Courtney C Hamish, McAllister Andrew S, Bell Patrick M, McCance David R, Leslie Hilary, Sheridan Brian, Atkinson A Brew
Regional Centre for Endocrinology and Diabetes, Royal Victoria Hospital, Belfast BT12 6BA, United Kingdom.
J Clin Endocrinol Metab. 2004 Apr;89(4):1712-7. doi: 10.1210/jc.2003-031577.
The optimal means of assessing the integrity of the hypothalamic-pituitary-adrenal (HPA) axis after pituitary surgery remains controversial. We compared low-dose (1 micro g iv) and standard-dose (250 micro g im) corticotropin tests performed 1 and 4-6 wk after pituitary surgery with an insulin hypoglycemia test performed at 4-6 wk. Forty-one patients (21 male and 20 female; median age, 52 yr; range, 23-73 yr) who had undergone pituitary surgery were studied (Cushing's disease excluded). Twenty-two of the 41 patients had normal cortisol responses to all tests both at 1 and 4-6 wk after surgery. Eight patients had subnormal cortisol responses to all tests. Of the 11 patients with discrepant results, seven had subnormal responses only after the low-dose corticotropin test; the remaining four patients had borderline responses to one or more tests. At 4-6 wk after surgery, subjects with a 30-min serum cortisol after standard-dose corticotropin of less than 350 nmol/liter (12.7 micro g/dl) consistently had a subnormal response to hypoglycemia, and those with a serum cortisol greater than 650 nmol/liter (23.6 micro g/dl) had a normal response to hypoglycemia. Definitive testing of the HPA axis using the standard-dose corticotropin test can be carried out provided it is performed at least 4 wk after pituitary surgery. A 30-min cortisol level greater than 650 nmol/liter (23.6 micro g/dl) indicates adequacy of the HPA axis, and a level of less than 350 nmol/liter (12.7 micro g/dl) indicates ACTH deficiency. No further testing is then required. An intermediate level of 350-650 nmol/liter (12.7-23.6 micro g/dl) warrants further assessment using the insulin hypoglycemia test.
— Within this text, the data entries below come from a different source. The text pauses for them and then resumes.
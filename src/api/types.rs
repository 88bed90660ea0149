//! Corpos de requisição do serviço de check-in e extração de mensagens de erro.
//!
//! Os nomes de campo seguem o formato JSON esperado pelo backend
//! (`idCheckIn`, `idGroomer`), via `serde(rename_all)`.

use serde::{Deserialize, Serialize};
use serde_json::Value;

use crate::checkin::{CheckInId, GroomerId};

/// Corpo de `POST checkins/start`.
#[derive(Debug, Clone, PartialEq, Eq, Serialize, Deserialize)]
#[serde(rename_all = "camelCase")]
pub struct StartRequest {
    /// Check-in a ser iniciado.
    pub id_check_in: CheckInId,
    /// Groomer responsável pelo atendimento.
    pub id_groomer: GroomerId,
}

/// Corpo de `POST checkins/end`.
#[derive(Debug, Clone, PartialEq, Eq, Serialize, Deserialize)]
#[serde(rename_all = "camelCase")]
pub struct FinishRequest {
    /// Check-in a ser finalizado.
    pub id_check_in: CheckInId,
}

/// Extrai uma mensagem legível do corpo de uma resposta de erro.
///
/// Aceita uma string JSON, um objeto com `message` ou `error` em texto, ou
/// o texto cru do corpo.
pub fn error_message(body: &str) -> String {
    if let Ok(value) = serde_json::from_str::<Value>(body) {
        let candidate = match &value {
            Value::String(s) => Some(s.as_str()),
            Value::Object(map) => map
                .get("message")
                .and_then(Value::as_str)
                .or_else(|| map.get("error").and_then(Value::as_str)),
            _ => None,
        };
        if let Some(msg) = candidate.filter(|m| !m.trim().is_empty()) {
            return msg.to_string();
        }
    }

    let body = body.trim();
    if body.is_empty() {
        "unknown error".to_string()
    } else {
        body.to_string()
    }
}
垂体手术后评估下丘脑 - 垂体 - 肾上腺(HPA)轴完整性的最佳方法仍存在争议。我们比较了垂体手术后1周以及4 - 6周时进行的低剂量(静脉注射1μg)和标准剂量(肌肉注射250μg)促肾上腺皮质激素试验与4 - 6周时进行的胰岛素低血糖试验。对41例接受垂体手术的患者(排除库欣病)进行了研究(21例男性和20例女性;年龄中位数52岁;范围23 - 73岁)。41例患者中有22例在术后1周以及4 - 6周时对所有试验的皮质醇反应均正常。8例患者对所有试验的皮质醇反应均低于正常水平。在11例结果不一致的患者中,7例仅在低剂量促肾上腺皮质激素试验后反应低于正常水平;其余4例患者对一项或多项试验的反应处于临界状态。术后4 - 6周时,标准剂量促肾上腺皮质激素注射后30分钟血清皮质醇低于350nmol/L(12.7μg/dl)的受试者对低血糖的反应始终低于正常水平,而血清皮质醇大于650nmol/L(23.6μg/dl)的受试者对低血糖的反应正常。如果在垂体手术后至少4周进行标准剂量促肾上腺皮质激素试验,则可以对HPA轴进行确定性检测。30分钟皮质醇水平大于650nmol/L(23.6μg/dl)表明HPA轴功能正常,而水平低于350nmol/L(12.7μg/dl)表明促肾上腺皮质激素缺乏。此时无需进一步检测。皮质醇水平在350 - 650nmol/L(12.7 - 23.6μg/dl)之间则需要使用胰岛素低血糖试验进行进一步评估。